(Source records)

----

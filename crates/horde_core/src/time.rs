//! Game clock with a time scale

use serde::{Deserialize, Serialize};

/// Clock configuration
#[derive(Debug, Clone, Serialize, Deserialize)]
#[serde(default)]
pub struct ClockConfig {
    /// Fixed physics step at time scale 1
    pub fixed_delta: f32,
    /// Largest real frame delta accepted (lag spikes are clamped to this)
    pub max_delta: f32,
}

impl Default for ClockConfig {
    fn default() -> Self {
        Self {
            fixed_delta: 1.0 / 60.0,
            max_delta: 0.1,
        }
    }
}

/// Timing for one frame
#[derive(Debug, Clone, Copy, PartialEq)]
pub struct FrameTime {
    /// Frame number, starting at 1 for the first advanced frame
    pub frame: u64,
    /// Scaled delta in seconds (what gameplay timers consume)
    pub delta: f32,
    /// Real delta in seconds
    pub unscaled_delta: f32,
    /// Scaled time since the clock started
    pub now: f64,
    /// Real time since the clock started
    pub unscaled_now: f64,
}

/// The game clock.
///
/// The host advances it once per frame with the real frame delta; gameplay
/// reads the scaled values. Time scale is driven by services such as
/// [`crate::BulletTime`].
#[derive(Debug, Clone)]
pub struct GameClock {
    config: ClockConfig,
    time_scale: f32,
    frame: u64,
    elapsed: f64,
    unscaled_elapsed: f64,
}

impl GameClock {
    pub fn new(config: ClockConfig) -> Self {
        Self {
            config,
            time_scale: 1.0,
            frame: 0,
            elapsed: 0.0,
            unscaled_elapsed: 0.0,
        }
    }

    /// Advance by a real frame delta
    pub fn advance(&mut self, real_delta: f32) -> FrameTime {
        let unscaled_delta = real_delta.clamp(0.0, self.config.max_delta);
        let delta = unscaled_delta * self.time_scale;

        self.frame += 1;
        self.elapsed += delta as f64;
        self.unscaled_elapsed += unscaled_delta as f64;

        self.current()
    }

    /// Timing of the most recent frame without advancing.
    ///
    /// Deltas are zero here; only the running totals are meaningful.
    pub fn current(&self) -> FrameTime {
        FrameTime {
            frame: self.frame,
            delta: 0.0,
            unscaled_delta: 0.0,
            now: self.elapsed,
            unscaled_now: self.unscaled_elapsed,
        }
    }

    pub fn time_scale(&self) -> f32 {
        self.time_scale
    }

    /// Set the time scale (negative values are clamped to 0)
    pub fn set_time_scale(&mut self, scale: f32) {
        self.time_scale = scale.max(0.0);
    }

    /// Fixed step scaled by the current time scale
    pub fn fixed_delta(&self) -> f32 {
        self.config.fixed_delta * self.time_scale
    }

    pub fn frame(&self) -> u64 {
        self.frame
    }

    pub fn now(&self) -> f64 {
        self.elapsed
    }

    pub fn unscaled_now(&self) -> f64 {
        self.unscaled_elapsed
    }
}

impl Default for GameClock {
    fn default() -> Self {
        Self::new(ClockConfig::default())
    }
}

#[cfg(test)]
mod tests {
    use super::*;
    use approx::assert_relative_eq;

    #[test]
    fn test_frame_progression() {
        let mut clock = GameClock::default();
        let t = clock.advance(0.016);
        assert_eq!(t.frame, 1);
        assert_relative_eq!(t.delta, 0.016);

        let t = clock.advance(0.016);
        assert_eq!(t.frame, 2);
        assert_relative_eq!(t.now, 0.032, epsilon = 1e-6);
    }

    #[test]
    fn test_max_delta_clamping() {
        let mut clock = GameClock::default();
        let t = clock.advance(1.0);
        assert_relative_eq!(t.unscaled_delta, 0.1);
    }

    #[test]
    fn test_time_scale() {
        let mut clock = GameClock::default();
        clock.set_time_scale(0.5);
        let t = clock.advance(0.1);
        assert_relative_eq!(t.delta, 0.05);
        assert_relative_eq!(t.unscaled_delta, 0.1);
        assert_relative_eq!(clock.fixed_delta(), 0.5 / 60.0);

        clock.set_time_scale(-2.0);
        assert_eq!(clock.time_scale(), 0.0);
    }
}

----

**YOUR INSTRUCTIONS:** Only one number is wanted: how many lines in the records above contain the string "started".

**EXERCISE SOLUTION:** 2